NEW YORK (GenomeWeb News) – Agilent Technologies and Molecular Discovery on Sunday announced a co-marketing agreement to provide an advanced metabolite identification platform to biopharmaceutical researchers.
Under the terms of the deal, Agilent's high-resolution liquid chromatography/mass spectrometry technology will be co-marketed with Molecular Discovery's Mass-MetaSite software "to enable superior identification and analysis of complex biological mixtures," the firms said in a joint statement.
Gus Salem, vice president and general manager of Agilent's Biological Systems Division, said that identifying and predicting human drug metabolism have been major obstacles in the drug-development process.
"Whereas traditional metabolite identification, synthesis and toxicity testing has been costly and time consuming for researchers, our combined industry-leading technologies will now give them faster, more accurate data, and the confidence they need to ensure the safety of their products much earlier in the preclinical phase of development," he said in a statement.

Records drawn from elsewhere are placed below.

pub mod button;
pub mod select;
pub mod textarea;

pub use button::Button;
pub use select::Select;
pub use textarea::Textarea;
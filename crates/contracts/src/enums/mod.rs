pub mod model_id;

pub use model_id::{display_model_name, ModelId};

All therapeutic compounds are subject to preclinical metabolic toxicity testing before human clinical trials can begin as part of the US Food and Drug Administration new-drug application process. Metabolites are identified and evaluated for their effect on human metabolism, a process that can be expensive and time-consuming for drug manufacturers.
The deal between Agilent and Molecular Discovery, the partners said, will provide customers with a solution "that bridges the gap between sophisticated laboratory software and hardware capabilities. The analytical benefits of Agilent's high-resolution instruments, integrated with Molecular Discovery's robust predictive metabolite identification software tools, will advance drug research and discovery by enabling the decisive identification and conversion of large volumes of data into usable information."
Financial and other terms of the agreement were not disclosed.